Mitochondrial morphology is not affected by unremodeled CL. Mitochondria from the indicated strains derived from GA74 (A–E) and W303 (F–J) yeast were analyzed by transmission electron microscope. A and F, representative micrographs from the indicated strains. m, mitochondria; n, the nucleus. Bars, 0.5 μm. B and G, quantification of cristae length per mitochondrion. C and H, quantification of outer membrane length per mitochondrion. D and I, quantification of aberrant mitochondria for each strain, defined as the appearance of exaggerated cristae >0.5 μm in length. The number of mitochondria analyzed is indicated for each strain. E and J, examples of mitochondria with exaggerated cristae. Bars, 0.5 μm. *, p < 0.05; **, p ≤ 0.01; ***, p ≤ 0.001.

FIGURE 5.

OXPHOS function is not affected by unremodeled CL. A, mitochondria were solubilized with digitonin, separated by blue native-PAGE (top panels), and immunoblotted for Cyt1p (complex III), Cox2p (complex IV), Atp2p (complex V), and Aac2p. Bottom panels are immunoblots following SDS-PAGE, which serve as loading controls. B and C, respiration measured in the presence of 2 mm NADH. n = 6–9. B, phosphate/oxygen ratios. C, respiratory control ratios. D, representative TMRM time traces of mitochondria isolated from the indicated yeast strains following the addition of 2 mm NADH (to establish the Δψ_m) and two sequential additions of 45 μm ADP to induce phosphorylation cycles, manifest as transient depolarizations. E, average times required for the re-establishment of maximal (state 4) Δψ_m following ADP addition for the yeast strains indicated. *, p < 0.05; ***, p < 0.001.

FIGURE 6.

Mitochondrial proton leak is increased in the absence of CL. A, respiration of isolated mitochondria measured in the presence of NADH (state 4) or NADH and ADP (state 3). ***, p < 0.001. B, relative membrane potentials from five independent experiments were plotted (circles). The mean ± S.E. are displayed as black bars.

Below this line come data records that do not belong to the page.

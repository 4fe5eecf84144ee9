use thiserror::Error;

pub type PmvsResult<T> = Result<T, PmvsError>;

/**
 * Only load-time conditions are reported through these types. Per-candidate
 * failures inside seed construction are discarded by the caller.
 */
#[derive(Debug, Error)]
pub enum PmvsError {
    /** Projection matrix with the wrong number of entries or a singular left 3x3 block */
    #[error("Invalid calibration: {0}")]
    InvalidCalibration(String),

    /** Singular linear system during triangulation or tangent plane construction */
    #[error("Degenerate geometry: {0}")]
    DegenerateGeometry(String),

    /** Unequal numbers of images, masks and projection matrices */
    #[error("Dataset mismatch: {0}")]
    DatasetMismatch(String),

    /** Matching parameters the pipeline cannot run with, e.g. a zero cell size */
    #[error("Invalid parameters: {0}")]
    InvalidParameters(String),

    #[error("Parse error: {0}")]
    Parse(String),

    #[error("IO error: {0}")]
    Io(#[from] std::io::Error),

    #[error("Image error: {0}")]
    Image(#[from] ::image::ImageError),

    #[error("YAML error: {0}")]
    Yaml(#[from] serde_yaml::Error),
}

impl From<std::num::ParseFloatError> for PmvsError {
    fn from(err: std::num::ParseFloatError) -> Self {
        PmvsError::Parse(format!("Failed to parse float: {err}"))
    }
}
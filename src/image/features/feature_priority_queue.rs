use std::cmp::Ordering;
use std::collections::BinaryHeap;

use crate::Float;
use crate::image::features::{Feature, Response};

pub const DEFAULT_GRID_SIZE: usize = 32;
pub const DEFAULT_FEATURES_PER_CELL: usize = 4;

struct Entry<T> {
    key: Float,
    order: usize,
    value: T
}

// The heap top is the weakest entry: smallest absolute response, latest insertion on ties.
impl<T> Ord for Entry<T> {
    fn cmp(&self, other: &Self) -> Ordering {
        other.key.total_cmp(&self.key).then(self.order.cmp(&other.order))
    }
}

impl<T> PartialOrd for Entry<T> {
    fn partial_cmp(&self, other: &Self) -> Option<Ordering> {
        Some(self.cmp(other))
    }
}

impl<T> PartialEq for Entry<T> {
    fn eq(&self, other: &Self) -> bool {
        self.cmp(other) == Ordering::Equal
    }
}

impl<T> Eq for Entry<T> {}

/**
 * Fixed capacity container that retains the elements with the largest absolute response.
 */
pub struct FeaturePriorityQueue<T: Response> {
    capacity: usize,
    inserted: usize,
    heap: BinaryHeap<Entry<T>>
}

impl<T: Response> FeaturePriorityQueue<T> {
    pub fn new(capacity: usize) -> FeaturePriorityQueue<T> {
        FeaturePriorityQueue{capacity, inserted: 0, heap: BinaryHeap::with_capacity(capacity+1)}
    }

    pub fn len(&self) -> usize {
        self.heap.len()
    }

    pub fn is_empty(&self) -> bool {
        self.heap.is_empty()
    }

    pub fn capacity(&self) -> usize {
        self.capacity
    }

    /**
     * Returns true if the value was kept.
     */
    pub fn push(&mut self, value: T) -> bool {
        if self.capacity == 0 {
            return false;
        }
        let entry = Entry{key: value.response().abs(), order: self.inserted, value};
        self.inserted += 1;

        if self.heap.len() < self.capacity {
            self.heap.push(entry);
            return true;
        }

        match self.heap.peek() {
            Some(weakest) if entry.key > weakest.key => {
                self.heap.pop();
                self.heap.push(entry);
                true
            },
            _ => false
        }
    }

    /**
     * Strongest first, insertion order on equal responses.
     */
    pub fn into_sorted_vec(self) -> Vec<T> {
        self.heap.into_sorted_vec().into_iter().map(|e| e.value).collect()
    }
}

/**
 * Keeps at most `per_cell` features with the strongest response in every
 * `grid_size` x `grid_size` pixel cell. Output is ordered by cell (row major), strongest first.
 */
pub fn select_strongest_per_cell(features: &[Feature], width: usize, height: usize, grid_size: usize, per_cell: usize) -> Vec<Feature> {
    assert!(grid_size > 0);
    let cols = (width + grid_size - 1)/grid_size;
    let rows = (height + grid_size - 1)/grid_size;
    let mut queues = (0..rows*cols).map(|_| FeaturePriorityQueue::<Feature>::new(per_cell)).collect::<Vec<_>>();

    for f in features {
        if f.x < 0 || f.y < 0 || f.x as usize >= width || f.y as usize >= height {
            continue;
        }
        let idx = (f.y as usize / grid_size)*cols + f.x as usize / grid_size;
        queues[idx].push(*f);
    }

    queues.into_iter().flat_map(|q| q.into_sorted_vec()).collect()
}
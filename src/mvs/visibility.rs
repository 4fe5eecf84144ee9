use crate::Float;
use crate::mvs::{patch::Patch, photometric::patch_ncc_score, registry::PhotoRegistry};
use crate::sfm::triangulation::patch_vectors;

/**
 * Photos of `search_ids` that see the front side of the patch and whose NCC with the
 * reference photo is at least `min_ncc`. Keeps the order of `search_ids`.
 * If the tangent plane of the patch is degenerate no photo qualifies.
 */
pub fn constraint_photos(registry: &PhotoRegistry, patch: &Patch, min_ncc: Float, search_ids: &[usize]) -> Vec<usize> {
    let reference = registry.photo(patch.reference_photo);
    let (right, up) = match patch_vectors(reference.camera.get_projection(), &patch.center, &patch.normal) {
        Ok(vectors) => vectors,
        Err(_) => return Vec::new()
    };
    let grid_size = registry.parameters().patch_grid_size;

    search_ids.iter().copied().filter(|&id| {
        let photo = registry.photo(id);
        let to_camera = photo.optical_center() - patch.center;
        if to_camera.dot(&patch.normal) <= 0.0 {
            return false;
        }
        patch_ncc_score(reference, photo, &patch.center, &right, &up, grid_size) >= min_ncc
    }).collect()
}
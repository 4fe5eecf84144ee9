pub mod lie;
pub mod optimizer;
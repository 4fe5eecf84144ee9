extern crate nalgebra as na;

use std::cell::Cell;
use na::SVector;
use serde::{Serialize, Deserialize};
use crate::Float;

const REFLECTION: Float = 1.0;
const EXPANSION: Float = 2.0;
const CONTRACTION: Float = 0.5;
const SHRINK: Float = 0.5;

#[derive(Debug,Clone,Copy,PartialEq,Serialize,Deserialize)]
pub struct NelderMeadParameters {
    /** Raised to N+1 if smaller, the initial simplex is always evaluated */
    pub max_evaluations: usize,
    pub max_iterations: usize,
    /** Minimum decrease of the best value that counts as progress */
    pub absolute_tolerance: Float,
    /** Number of consecutive iterations without progress before the search stops */
    pub converge_iterations: usize
}

impl Default for NelderMeadParameters {
    fn default() -> Self {
        NelderMeadParameters{max_evaluations: 1000, max_iterations: 1000, absolute_tolerance: 5e-4, converge_iterations: 10}
    }
}

#[derive(Debug,Clone,Copy)]
pub struct NelderMeadResult<const N: usize> {
    pub location: SVector<Float,N>,
    pub value: Float,
    pub evaluations: usize,
    pub iterations: usize,
    pub converged: bool
}

/**
 * Derivative free simplex search (Nelder & Mead, 1965) minimizing `objective`.
 * The initial simplex is x0 and x0 + steps[i]*e_i. Deterministic for a deterministic objective.
 * The returned location is never worse than x0.
 * The initial simplex always costs N+1 evaluations, so the budget is max(max_evaluations, N+1).
 */
pub fn minimize<F, const N: usize>(objective: F, x0: &SVector<Float,N>, steps: &SVector<Float,N>, parameters: &NelderMeadParameters) -> NelderMeadResult<N> where F: Fn(&SVector<Float,N>) -> Float {
    assert!(N > 0, "Nelder-Mead needs at least one parameter");
    let max_evaluations = parameters.max_evaluations.max(N+1);
    let evaluations = Cell::new(0usize);
    let evaluate = |x: &SVector<Float,N>| -> Float {
        evaluations.set(evaluations.get() + 1);
        sanitize(objective(x))
    };

    let mut simplex = Vec::<(SVector<Float,N>,Float)>::with_capacity(N+1);
    simplex.push((*x0, evaluate(x0)));
    for i in 0..N {
        let mut x = *x0;
        x[i] += steps[i];
        simplex.push((x, evaluate(&x)));
    }

    // stable sort keeps the earlier vertex first on ties
    simplex.sort_by(|a,b| a.1.total_cmp(&b.1));
    let mut best_tracked = simplex[0].1;
    let mut stall_count = 0;
    let mut iterations = 0;
    let mut converged = false;

    while iterations < parameters.max_iterations && evaluations.get() + N + 2 <= max_evaluations {
        iterations += 1;

        let worst = simplex[N];
        let second_worst_value = simplex[N-1].1;
        let best_value = simplex[0].1;
        let centroid = simplex[0..N].iter().fold(SVector::<Float,N>::zeros(), |acc, (x,_)| acc + x)/(N as Float);

        let reflected = centroid + (centroid - worst.0)*REFLECTION;
        let reflected_value = evaluate(&reflected);

        if reflected_value < best_value {
            let expanded = centroid + (reflected - centroid)*EXPANSION;
            let expanded_value = evaluate(&expanded);
            simplex[N] = match expanded_value < reflected_value {
                true => (expanded, expanded_value),
                false => (reflected, reflected_value)
            };
        } else if reflected_value < second_worst_value {
            simplex[N] = (reflected, reflected_value);
        } else {
            let (contracted, accept_bound) = match reflected_value < worst.1 {
                true => (centroid + (reflected - centroid)*CONTRACTION, reflected_value),
                false => (centroid + (worst.0 - centroid)*CONTRACTION, worst.1)
            };
            let contracted_value = evaluate(&contracted);
            if contracted_value < accept_bound {
                simplex[N] = (contracted, contracted_value);
            } else {
                let best = simplex[0].0;
                for vertex in simplex.iter_mut().skip(1) {
                    let x = best + (vertex.0 - best)*SHRINK;
                    *vertex = (x, evaluate(&x));
                }
            }
        }

        simplex.sort_by(|a,b| a.1.total_cmp(&b.1));

        match best_tracked - simplex[0].1 > parameters.absolute_tolerance {
            true => {
                best_tracked = simplex[0].1;
                stall_count = 0;
            },
            false => stall_count += 1
        };

        if stall_count >= parameters.converge_iterations {
            converged = true;
            break;
        }
    }

    NelderMeadResult{location: simplex[0].0, value: simplex[0].1, evaluations: evaluations.get(), iterations, converged}
}

fn sanitize(value: Float) -> Float {
    match value.is_nan() {
        true => Float::INFINITY,
        false => value
    }
}
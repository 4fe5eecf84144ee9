pub mod epipolar;
pub mod triangulation;
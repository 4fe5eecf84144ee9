extern crate nalgebra as na;

use na::{Matrix3, Matrix3x4, Matrix4x3, Vector3, Vector4};
use crate::{Float, PmvsError, PmvsResult};

/**
 * General projective camera given by a 3x4 projection matrix P.
 * The optical center, optical axis and the pseudo inverse are derived once at construction.
 */
#[allow(non_snake_case)]
#[derive(Debug,Clone)]
pub struct ProjectiveCamera {
    P: Matrix3x4<Float>,
    optical_center: Vector4<Float>,
    optical_axis: Vector4<Float>,
    pseudo_inverse: Matrix4x3<Float>
}

impl ProjectiveCamera {

    /**
     * Expects the 12 entries of P in row-major order.
     */
    #[allow(non_snake_case)]
    pub fn new(projection: &[Float]) -> PmvsResult<ProjectiveCamera> {
        if projection.len() != 12 {
            return Err(PmvsError::InvalidCalibration(format!("projection matrix has {} entries, expected 12", projection.len())));
        }
        let P = Matrix3x4::<Float>::from_row_slice(projection);
        ProjectiveCamera::from_matrix(&P)
    }

    #[allow(non_snake_case)]
    pub fn from_matrix(P: &Matrix3x4<Float>) -> PmvsResult<ProjectiveCamera> {
        let A: Matrix3<Float> = P.fixed_view::<3,3>(0,0).into_owned();
        let a: Vector3<Float> = P.column(3).into_owned();

        // P*C = 0 for C = (-A^-1 * a, 1)
        let center = A.lu().solve(&a).ok_or_else(|| PmvsError::InvalidCalibration("left 3x3 block of the projection matrix is singular".to_string()))?;
        let optical_center = Vector4::<Float>::new(-center[0], -center[1], -center[2], 1.0);
        let optical_axis = Vector4::<Float>::new(P[(2,0)], P[(2,1)], P[(2,2)], 0.0);

        // Minimum norm right inverse P^T (P P^T)^-1, i.e. P * P^+ = I
        let P_P_t_inv = (P*P.transpose()).try_inverse().ok_or_else(|| PmvsError::InvalidCalibration("projection matrix is rank deficient".to_string()))?;
        let pseudo_inverse = P.transpose()*P_P_t_inv;

        Ok(ProjectiveCamera{P: *P, optical_center, optical_axis, pseudo_inverse})
    }

    pub fn get_projection(&self) -> &Matrix3x4<Float> {
        &self.P
    }

    pub fn get_optical_center(&self) -> &Vector4<Float> {
        &self.optical_center
    }

    pub fn get_optical_axis(&self) -> &Vector4<Float> {
        &self.optical_axis
    }

    pub fn get_pseudo_inverse(&self) -> &Matrix4x3<Float> {
        &self.pseudo_inverse
    }

    /**
     * Homogeneous image coordinates P*X without the perspective divide.
     */
    pub fn project_homogeneous(&self, point: &Vector4<Float>) -> Vector3<Float> {
        self.P*point
    }

    /**
     * Pixel coordinates (x,y) of a homogeneous point. None if the homogeneous scale is zero.
     */
    pub fn project(&self, point: &Vector4<Float>) -> Option<(Float,Float)> {
        let p = self.project_homogeneous(point);
        match p[2] {
            w if w != 0.0 => Some((p[0]/w, p[1]/w)),
            _ => None
        }
    }

    /**
     * Euclidean distance between the optical center and a point with w = 1.
     */
    pub fn distance_to(&self, point: &Vector4<Float>) -> Float {
        (self.optical_center - point).norm()
    }
}
pub mod error;
pub mod logger;
pub mod image;
pub mod io;
pub mod numerics;
pub mod sensors;
pub mod sfm;
pub mod mvs;

macro_rules! define_float {
    ($f:tt) => {
        pub use std::$f as float;
        pub type Float = $f;
    }
}

define_float!(f64);

pub use error::{PmvsError, PmvsResult};
pub use logger::{init_logger, init_logger_with_level};
pub use mvs::{patch::{Patch, PatchRecord}, registry::PhotoRegistry, runtime_parameters::MatchingParameters};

C, membrane potential of the indicated strains measured in the presence of oligomycin (left), carboxyatractyloside (middle), or oligomycin + carboxyatractyloside (right).

FIGURE 7.

Individual components of OXPHOS are not affected by unremodeled CL. A, uncoupled respiration measured in the presence of 2 mm NADH and 10 μm CCCP. B, complex III; C, complex IV activity, measured in n-dodecyl β-d-maltoside mitochondrial extracts. **, p < 0.01. D, mitochondrial proteins from the indicated strains were separated by SDS-PAGE and immunoblotted. * indicates a nonspecific cross-reaction of the Cld1p antisera.